Online Program

Creation and evaluation of a multi-layered maternal and child health database for comparative effectiveness research

Tuesday, November 5, 2013

Jason L. Salemi, MPH, Department of Epidemiology and Biostatistics, University of South Florida, College of Public Health, Tampa, FL
Jean Paul Tanner, MPH, Birth Defects Surveillance Program, Department of Community and Family Health, College of Public Health, University of South Florida, Tampa, FL
Marie Bailey, MA, MSW, Division of Public Health Statistics and Performance Management, Florida Department of Health, Tallahassee, FL
Alfred Mbah, PhD, Department of Epidemiology and Biostatistics, University of South Florida, College of Public Health, Tampa, FL
Hamisu Salihu, MD, PhD, Department of Epidemiology and Biostatistics, University of South Florida, College of Public Health, Tampa, FL
Background: Comparative effectiveness research (CER) is a rigorous scientific approach designed to generate valid scientific evidence to make informed decisions that will improve health care quality and patient outcomes. As high-speed computers and sophisticated software packages for data linkage become increasingly available, investigators are creating massive databases for CER. Considering their potential use in informing health care decisions, we must increase transparency of these data so that potential biases can be addressed. Methods: We used an innovative stepwise deterministic record linkage strategy to construct a clinically-enhanced maternal and child health (MCH) database for CER. Mothers and infants that were part of a 12-year cohort were followed up for at least one year (up to 12) after the child's birth or until death, investigating inpatient, outpatient, and emergency department visits. We used multivariable modeling to investigate linkage disparities across a host of maternal and infant demographic, reproductive, and geospatial characteristics. Results: We were able to link 92.1% of the 2,549,738 birth certificate records to an infant birth hospitalization record. The highest crude unlinked rates were seen among infants who died during their first year of life (35.9%), and infants who born to mothers without health insurance (28.1%), with less than a 9th grade education (26.0%), who were foreign-born (12.9%), and who self-identified as Hispanic (12.8%). We discuss potential biases in using these data, particularly for MCH disparities research. Conclusions: Our findings describe a unique algorithm for linking MCH data and demonstrate the importance of evaluating routinely collected and linked health data.

Learning Areas:

Conduct evaluation related to programs, research, and other areas of practice
Public health or related public policy
Public health or related research

Learning Objectives:
Describe the advantages and disadvantages of observational data in comparative effectiveness research.
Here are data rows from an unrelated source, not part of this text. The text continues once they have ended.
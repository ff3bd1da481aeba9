use std::sync::{Arc, Mutex};

use serde_json::{Value, json};

use accord_core::models::{Amount, CoreErrorKind, Handle, Notification, TaskId};
use accord_core::registry::{
    CallContext, CallbackResult, CallbackTarget, PriceBook, RegistryConfig, SubmissionStatus,
    TaskRegistry,
};

#[derive(Default)]
struct RecordingCallback {
    calls: Mutex<Vec<(String, String)>>,
}

impl RecordingCallback {
    fn calls(&self) -> Vec<(String, String)> {
        self.calls.lock().unwrap().clone()
    }
}

impl CallbackTarget for RecordingCallback {
    fn invoke(&self, method: &str, _args: &Value, result: &str) -> CallbackResult {
        self.calls
            .lock()
            .unwrap()
            .push((method.to_string(), result.to_string()));
        Ok(())
    }
}

struct FailingCallback;

impl CallbackTarget for FailingCallback {
    fn invoke(&self, _method: &str, _args: &Value, _result: &str) -> CallbackResult {
        Err(accord_core::models::CoreError {
            task: None,
            worker: None,
            kind: CoreErrorKind::Internal,
            message: "requester callback exploded".to_string(),
        })
    }
}

fn test_registry(worker_count: usize) -> TaskRegistry {
    let registry = TaskRegistry::new(RegistryConfig {
        service: Handle::from("accord.service"),
        owner: Handle::from("owner"),
        price_book: PriceBook::new(Some(Amount::from_units(1))),
    });
    let owner_ctx = CallContext::direct(Handle::from("owner"));
    for index in 0..worker_count {
        registry
            .add_worker(&owner_ctx, Handle::from(format!("worker-{index}")))
            .unwrap();
    }
    registry
}

fn create_task(registry: &TaskRegistry, redundancy: u32) -> TaskId {
    let ctx = CallContext::relayed(Handle::from("requester"), Handle::from("end-user"));
    let spec = json!({
        "config": "cfg-ref",
        "input": { "question": "2+2" },
        "redundancy": redundancy,
    });
    registry
        .create_task(&ctx, Amount::from_units(9), &spec, "on_result", json!({}))
        .unwrap()
}

fn submit(registry: &TaskRegistry, worker: &str, task_id: TaskId, result: &str) -> Result<(), CoreErrorKind> {
    let ctx = CallContext::direct(Handle::from(worker));
    registry
        .submit(&ctx, task_id, result.to_string())
        .map_err(|error| error.kind)
}

#[test]
fn matching_submissions_finalize_at_the_redundancy_threshold() {
    let registry = test_registry(3);
    let requester = Arc::new(RecordingCallback::default());
    registry.register_callback_target(Handle::from("requester"), requester.clone());
    let task_id = create_task(&registry, 2);

    submit(&registry, "worker-0", task_id, "A").unwrap();
    assert_eq!(requester.calls().len(), 0);
    assert!(registry.get_task(task_id).is_some());

    submit(&registry, "worker-1", task_id, "A").unwrap();
    assert_eq!(requester.calls(), vec![("on_result".to_string(), "A".to_string())]);
    assert_eq!(registry.get_task(task_id), None);

    // The slow third worker finds nothing left to submit to.
    assert_eq!(
        submit(&registry, "worker-2", task_id, "B"),
        Err(CoreErrorKind::NotFound)
    );
    assert_eq!(requester.calls().len(), 1);
}

#[test]
fn disagreeing_submissions_accumulate_without_finalizing() {
    let registry = test_registry(3);
    let requester = Arc::new(RecordingCallback::default());
    registry.register_callback_target(Handle::from("requester"), requester.clone());
    let task_id = create_task(&registry, 2);

    submit(&registry, "worker-0", task_id, "A").unwrap();
    submit(&registry, "worker-1", task_id, "B").unwrap();
    assert!(registry.get_task(task_id).is_some());
    assert_eq!(requester.calls().len(), 0);

    submit(&registry, "worker-2", task_id, "B").unwrap();
    assert_eq!(requester.calls(), vec![("on_result".to_string(), "B".to_string())]);
    assert_eq!(registry.get_task(task_id), None);
}

#[test]
fn redundancy_one_finalizes_on_the_first_submission() {
    let registry = test_registry(2);
    let requester = Arc::new(RecordingCallback::default());
    registry.register_callback_target(Handle::from("requester"), requester.clone());
    let task_id = create_task(&registry, 1);

    submit(&registry, "worker-1", task_id, "only answer").unwrap();
    assert_eq!(
        requester.calls(),
        vec![("on_result".to_string(), "only answer".to_string())]
    );
    assert_eq!(registry.get_task(task_id), None);
}

#[test]
fn duplicate_submissions_are_rejected_without_mutation() {
    let registry = test_registry(3);
    let task_id = create_task(&registry, 3);

    submit(&registry, "worker-0", task_id, "A").unwrap();
    assert_eq!(
        submit(&registry, "worker-0", task_id, "A"),
        Err(CoreErrorKind::DuplicateSubmission)
    );
    assert_eq!(
        submit(&registry, "worker-0", task_id, "different"),
        Err(CoreErrorKind::DuplicateSubmission)
    );

    assert_eq!(
        registry
            .check_status(task_id, &Handle::from("worker-0"))
            .unwrap(),
        SubmissionStatus::AlreadySubmitted
    );
    assert_eq!(
        registry
            .check_status(task_id, &Handle::from("worker-1"))
            .unwrap(),
        SubmissionStatus::Ok
    );
    assert!(registry.get_task(task_id).is_some());
}

#[test]
fn unauthorized_workers_cannot_submit() {
    let registry = test_registry(2);
    let task_id = create_task(&registry, 1);
    assert_eq!(
        submit(&registry, "impostor", task_id, "A"),
        Err(CoreErrorKind::Authorization)
    );
    assert!(registry.get_task(task_id).is_some());
}

#[test]
fn submitting_to_an_unknown_task_fails() {
    let registry = test_registry(2);
    assert_eq!(
        submit(&registry, "worker-0", TaskId(41), "A"),
        Err(CoreErrorKind::NotFound)
    );
}

#[test]
fn status_reports_not_found_for_unknown_and_finalized_tasks() {
    let registry = test_registry(2);
    assert_eq!(
        registry
            .check_status(TaskId(7), &Handle::from("worker-0"))
            .unwrap(),
        SubmissionStatus::NotFound
    );

    let task_id = create_task(&registry, 1);
    assert_eq!(
        registry
            .check_status(task_id, &Handle::from("worker-0"))
            .unwrap(),
        SubmissionStatus::Ok
    );
    submit(&registry, "worker-0", task_id, "A").unwrap();
    assert_eq!(
        registry
            .check_status(task_id, &Handle::from("worker-1"))
            .unwrap(),
        SubmissionStatus::NotFound
    );
}

#[test]
fn a_full_slot_log_without_agreement_is_terminal() {
    let registry = test_registry(3);
    let requester = Arc::new(RecordingCallback::default());
    registry.register_callback_target(Handle::from("requester"), requester.clone());
    let task_id = create_task(&registry, 2);

    submit(&registry, "worker-0", task_id, "A").unwrap();
    submit(&registry, "worker-1", task_id, "B").unwrap();
    submit(&registry, "worker-2", task_id, "C").unwrap();

    // Every slot is taken and no value reached the threshold; anyone still
    // probing the task sees the dead end.
    assert_eq!(
        registry
            .check_status(task_id, &Handle::from("worker-9"))
            .unwrap(),
        SubmissionStatus::NoConsensus
    );
    for worker in ["worker-0", "worker-1", "worker-2"] {
        assert_eq!(
            registry
                .check_status(task_id, &Handle::from(worker))
                .unwrap(),
            SubmissionStatus::AlreadySubmitted
        );
    }
    assert_eq!(requester.calls().len(), 0);
    assert!(registry.get_task(task_id).is_some());
}

#[test]
fn a_dead_end_task_rejects_further_disagreeing_submissions() {
    let registry = test_registry(3);
    let task_id = create_task(&registry, 2);

    submit(&registry, "worker-0", task_id, "A").unwrap();
    submit(&registry, "worker-1", task_id, "B").unwrap();
    submit(&registry, "worker-2", task_id, "C").unwrap();

    // Swapping the roster brings in a fresh worker, but the slot log is
    // already at the roster size: only a threshold match could still land.
    let owner_ctx = CallContext::direct(Handle::from("owner"));
    registry
        .remove_worker(&owner_ctx, Handle::from("worker-0"))
        .unwrap();
    registry
        .add_worker(&owner_ctx, Handle::from("worker-3"))
        .unwrap();
    assert_eq!(
        submit(&registry, "worker-3", task_id, "D"),
        Err(CoreErrorKind::NoConsensus)
    );
    assert!(registry.get_task(task_id).is_some());
}

#[test]
fn callback_failure_does_not_undo_finalization() {
    let registry = test_registry(2);
    registry.register_callback_target(Handle::from("requester"), Arc::new(FailingCallback));
    let mut events = registry.subscribe();
    let task_id = create_task(&registry, 1);

    submit(&registry, "worker-0", task_id, "A").unwrap();
    assert_eq!(registry.get_task(task_id), None);

    assert_eq!(
        events.try_recv().unwrap(),
        Notification::TaskCreated { task_id, redundancy: 1 }
    );
    assert_eq!(
        events.try_recv().unwrap(),
        Notification::TaskFinalized { task_id }
    );
}

#[test]
fn finalization_fires_even_with_no_registered_target() {
    let registry = test_registry(2);
    let mut events = registry.subscribe();
    let task_id = create_task(&registry, 1);

    submit(&registry, "worker-0", task_id, "A").unwrap();
    assert_eq!(registry.get_task(task_id), None);
    assert_eq!(
        events.try_recv().unwrap(),
        Notification::TaskCreated { task_id, redundancy: 1 }
    );
    assert_eq!(
        events.try_recv().unwrap(),
        Notification::TaskFinalized { task_id }
    );
}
Evaluate and compare strategies for linking administrative and clinical maternal and child health data. Discuss the biases associated with linked databases that disproportionately exclude records with selected socio-demographic and perinatal characteristics.

Keyword(s): MCH Epidemiology, Quality Assurance

Presenting author's disclosure statement:

Qualified on the content I am responsible for because: As an Epidemiology and Data Analysis Manager on multiple grants (federal and state-funded), I have amassed a substantial and versatile proficiency in database data linkage, management, and analysis. I have served as an expert birth defects surveillance and data linkage consultant for the Florida Department of Health and the CDC’s National Center on Birth Defects and Developmental Disabilities.
Any relevant financial relationships? No

I agree to comply with the American Public Health Association Conflict of Interest and Commercial Support Guidelines, and to disclose to the participants any off-label or experimental uses of a commercial product or service discussed in my presentation.